/// Prompt construction: fills templates that ask for the tag vocabulary.

use crate::core::backstory::BackstoryPlan;
use crate::core::vocabulary::{self, SiblingTags};
use crate::schema::character::{CharacterState, LifeStage};
use crate::schema::relationship::Relationship;
use crate::schema::scenario::{Choice, CHOICE_COUNT};
use crate::schema::stats::Stat;

/// Builds the prompt text for each kind of request.
///
/// Whatever the wording, a prompt must ask for the tags its assembler reads.
pub trait PromptBuilder: Send + Sync {
    fn scenario(&self, character: &CharacterState, relationships: &[Relationship]) -> String;

    fn evaluation(
        &self,
        choice: &Choice,
        scenario_text: &str,
        character: &CharacterState,
        relationships: &[Relationship],
    ) -> String;

    fn backstory(&self, plan: &BackstoryPlan) -> String;
}

/// The stock English prompts.
#[derive(Debug, Clone, Copy, Default)]
pub struct DefaultPrompts;

const DELTA_GUIDE: &str = "\
- 1 means a significant decrease
- 2 means a moderate decrease
- 3 means no change
- 4 means a moderate increase
- 5 means a significant increase";

fn line(out: &mut String, text: &str) {
    out.push_str(text);
    out.push('\n');
}

fn tag_line(out: &mut String, tag: &str, hint: &str) {
    line(out, &format!("<{tag}>{hint}</{tag}>", tag = tag, hint = hint));
}

fn character_sheet(out: &mut String, character: &CharacterState) {
    line(out, &format!("Name: {}", character.name));
    line(out, &format!("Age: {}", character.age));
    for stat in Stat::ALL {
        let value = character.stats.get(stat);
        line(out, &format!("{}: {} / 100", stat.key(), value));
    }
    line(out, &format!("Net Worth: {}", character.net_worth));

    if !character.history.is_empty() {
        line(out, "\nTheir life so far:");
        for entry in &character.history {
            line(out, &format!("- {}", entry));
        }
    }
    if !character.life_events.is_empty() {
        line(out, "\nTheir notable life events:");
        for event in &character.life_events {
            line(out, &format!("- {}", event));
        }
    }
}

fn relationship_list(out: &mut String, relationships: &[Relationship]) {
    line(
        out,
        "\nTheir current relationships (status from 1, hatred, to 10, pure love):",
    );
    if relationships.is_empty() {
        line(out, "(none)");
    }
    for rel in relationships {
        line(
            out,
            &format!(
                "- {}: {} - Relationship status: {}",
                rel.relationship_type, rel.name, rel.relationship_status
            ),
        );
    }
}

fn stage_context(character: &CharacterState) -> String {
    let (name, age) = (&character.name, character.age);
    match character.life_stage() {
        LifeStage::EarlyChildhood => format!(
            "{} is {} years old, in early childhood. Present a choice that fits this stage, such as between toys or first words.",
            name, age
        ),
        LifeStage::Preschool => format!(
            "{} is {} years old, in the preschool years. Present a decision that covers ages 3 to 5.",
            name, age
        ),
        LifeStage::Elementary => format!(
            "{} is {} years old, in the elementary school years. Present a decision that covers ages 6 to 12.",
            name, age
        ),
        LifeStage::Older => format!("{} is {} years old.", name, age),
    }
}

impl PromptBuilder for DefaultPrompts {
    fn scenario(&self, character: &CharacterState, relationships: &[Relationship]) -> String {
        let mut out = String::from(
            "Generate an age-appropriate scenario and three choices for a life simulation game.\n\n",
        );
        character_sheet(&mut out, character);
        relationship_list(&mut out, relationships);
        line(&mut out, &format!("\n{}", stage_context(character)));
        out.push_str("Always refer to the character as \"you\" in the scenario.\n\n");

        out.push_str(
            "For each choice, give its effect on every stat as a JSON object whose keys are \
             Health, Intelligence, Charisma, Happiness, Fitness and Creativity, each a whole number from 1 to 5:\n",
        );
        out.push_str(DELTA_GUIDE);
        out.push_str(
            "\nMatch the gravity of each choice to the character's age and circumstances.\n\n\
             Respond using exactly these tags:\n",
        );
        tag_line(&mut out, vocabulary::SCENARIO, "Description of the scenario");
        for i in 1..=CHOICE_COUNT {
            tag_line(&mut out, &vocabulary::choice(i), &format!("Choice {}", i));
            tag_line(
                &mut out,
                &vocabulary::choice_stats(i),
                &format!("JSON object with the stat changes for choice {}", i),
            );
        }
        out.push_str(
            "\nFor example:\n<choice1Stats>{\"Health\": 3, \"Intelligence\": 3, \"Charisma\": 3, \
             \"Happiness\": 1, \"Fitness\": 4, \"Creativity\": 3}</choice1Stats>\n",
        );
        out
    }

    fn evaluation(
        &self,
        choice: &Choice,
        scenario_text: &str,
        character: &CharacterState,
        relationships: &[Relationship],
    ) -> String {
        let mut out = String::from(
            "You are evaluating a choice made by a character in a life simulation game.\n\n",
        );
        character_sheet(&mut out, character);
        relationship_list(&mut out, relationships);
        line(&mut out, &format!("\nThe scenario:\n{}", scenario_text));
        line(&mut out, &format!("\nThe choice made:\n{}", choice.choice_text));
        line(&mut out, "\nIts effect on each stat (1 to 5):");
        for stat in Stat::ALL {
            line(&mut out, &format!("{}: {}", stat.key(), choice.delta.get(stat)));
        }
        out.push_str(DELTA_GUIDE);
        out.push_str(
            "\n\nWrite a very concise summary of the scenario and choice, referring to the character by name, \
             then a short outcome referring to the character as \"you\". Decide whether this was a notable \
             life event. Add a relationship only for someone the character will now interact with regularly, \
             and remove one only if they no longer will, using the name exactly as listed above.\n\n\
             Respond using these tags:\n",
        );
        tag_line(&mut out, vocabulary::SUMMARY, "Summary of the scenario and choice");
        tag_line(&mut out, vocabulary::OUTCOME, "Outcome of the choice");
        tag_line(&mut out, vocabulary::NOTABLE_LIFE_EVENT, "true or false");
        tag_line(
            &mut out,
            vocabulary::LIFE_EVENT_SUMMARY,
            "Summary of the life event (only if notableLifeEvent is true)",
        );
        let new_relationships = format!(
            "<{container}>\n<{block}>\n  <{name}>Name</{name}>\n  <{age}>Age in years</{age}>\n  \
             <{gender}>male or female</{gender}>\n  <{kind}>friend, coworker, ...</{kind}>\n  \
             <{status}>1 to 10</{status}>\n</{block}>\n</{container}> (optional, may repeat <{block}>)",
            container = vocabulary::NEW_RELATIONSHIPS,
            block = vocabulary::RELATIONSHIP,
            name = vocabulary::NAME,
            age = vocabulary::AGE,
            gender = vocabulary::GENDER,
            kind = vocabulary::RELATIONSHIP_TYPE,
            status = vocabulary::RELATIONSHIP_STATUS,
        );
        line(&mut out, &new_relationships);
        let removed_relationships = format!(
            "<{container}>\n<{block}>\n  <{name}>Name</{name}>\n  <{reason}>Reason</{reason}>\n\
             </{block}>\n</{container}> (optional, may repeat <{block}>)",
            container = vocabulary::REMOVED_RELATIONSHIPS,
            block = vocabulary::REMOVED_RELATIONSHIP,
            name = vocabulary::NAME,
            reason = vocabulary::REASON,
        );
        line(&mut out, &removed_relationships);
        out
    }

    fn backstory(&self, plan: &BackstoryPlan) -> String {
        let gender = plan.gender;
        let mut out = format!(
            "Generate a random backstory for a newborn character in a life simulation game. \
             The character is {}. Give their name, place of birth, the family situation they are born into \
             (in the present tense, without describing their state of mind), and their parents",
            gender
        );
        match plan.sibling_count {
            0 => out.push_str(". They have no siblings.\n\n"),
            1 => out.push_str(" and their 1 older sibling.\n\n"),
            n => out.push_str(&format!(" and their {} older siblings.\n\n", n)),
        }

        out.push_str("Respond using exactly these tags:\n");
        tag_line(&mut out, vocabulary::NAME, &format!("Character's full name (a {})", gender));
        tag_line(&mut out, vocabulary::LOCATION, "Place of birth");
        tag_line(&mut out, vocabulary::SITUATION, "Family and life circumstances at birth");
        tag_line(&mut out, vocabulary::MOTHER, "Name of the mother");
        tag_line(&mut out, vocabulary::MOTHER_AGE, "Age of the mother");
        tag_line(&mut out, vocabulary::MOTHER_RELATIONSHIP, "Relationship with mother, 1 to 10");
        tag_line(&mut out, vocabulary::FATHER, "Name of the father");
        tag_line(&mut out, vocabulary::FATHER_AGE, "Age of the father");
        tag_line(&mut out, vocabulary::FATHER_RELATIONSHIP, "Relationship with father, 1 to 10");
        for i in 1..=plan.sibling_count {
            let tags = SiblingTags::for_index(i);
            tag_line(&mut out, &tags.name, "Name of sibling");
            tag_line(&mut out, &tags.age, "Age of sibling");
            tag_line(&mut out, &tags.gender, "male or female");
            tag_line(&mut out, &tags.relationship, "Relationship with sibling, 1 to 10");
        }
        out
    }
}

* **Brief**: Select every line of the material above holding the word "moderate" and copy it.

* **Reply**:
- 2 means a moderate decrease
- 4 means a moderate increase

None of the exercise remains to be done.